Italy’s Sorrow: A Year of War, 1944-45, opens soon after a partisan attack on a group of German soldiers in Rome resulted in the reprisal massacre of 335 Italians, most of them civilians, in the Ardeatine caves. The Poles were about to carry out their final assault on Monte Cassino. And once Cassino was at last in Allied hands, after seven terrible months of warfare, the various units and divisions, a vast polyglot force of 17 nations, pushed on towards the north, fighting for every kilometer of the way, struggling with over-extended supply lines, negotiating their way through minefields sown by the retreating Germans. In their wake lay a country of starving and destitute people, their homes and livelihoods destroyed, reduced to digging caves in the mountains, to scavenging, stealing and eating dandelions and boiled leaves. By 1944, such was the poverty that there were prostitutes on almost every street.


The Italian campaign, interminable, messy, confused, poses great problems for the military historian. There is too much going on, too many different commanders with their disagreements, too many fighting groups, whether soldiers or the partisans who, after the fall of Rome, rallied in ever greater numbers to the Allied cause. James Holland’s decision to tell the story in part through the accounts of individual men and women was a bold one. But he is particularly good at sympathetic thumbnail sketches of people, many of whom he interviewed. And if the constant shift of location and character is sometimes hard on the reader, he has performed an impressive feat in holding together this immense theatre of war. By moving between German tank commander and American fighter pilot, between young Fascist and partisan, between soldier and civilian, each with their own interests, hopes and identities, Holland has created a remarkable picture of war itself, with all its tragedy and mayhem. Taking no moral position, recording the victories and defeats of either side in an even-handed way, he notes that the Germans were less wanton in their pillaging than the Allies, more respectful of property. Their reprisals, on the other hand, were barbaric. Hundreds of civilians were rounded up and shot, in cemeteries, in churches, in village squares, the German command having decided that the best way to deal with the Italian partisans was to murder the local civilian population that tacitly supported them.

Why ordinary men resort willingly to acts of extreme brutality is not the subject of this book. Italy’s Sorrow is not a work of analysis but of description, and Holland’s research has been meticulous, covering many archives, several countries and dozens of interviews. For many of his individual characters, he has managed to follow their stories to the present day. Among the few who eluded him is one of the most intriguing figures in the book, Carla Costa, who became an agent for Italian intelligence when she was still 15, and who was described, when picked up and interrogated by the Allies, as being the most stubborn and tenacious agent that had come their way during the entire Italian campaign.
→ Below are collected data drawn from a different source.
use axum::{Router, routing::post};

use super::handlers::send_message;
use crate::state::AppState;

pub fn get_routes() -> Router<AppState> {
    Router::new().route("/contact", post(send_message))
}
Holland’s book closes with Hitler’s death. The Italian campaign had lasted one and a half years and left over a million Allied, Axis and Italian casualties. But it also left, as Holland briefly records, a hungry, ravaged country, riven by vendettas — as many as 30,000 people are said to have been killed in reprisals against the Fascists in the north alone — and in which the Mafia had been permitted to establish itself and start building an empire, never to depart. As a picture of a country slowly consumed and destroyed by war, Italy’s Sorrow is a memorable book.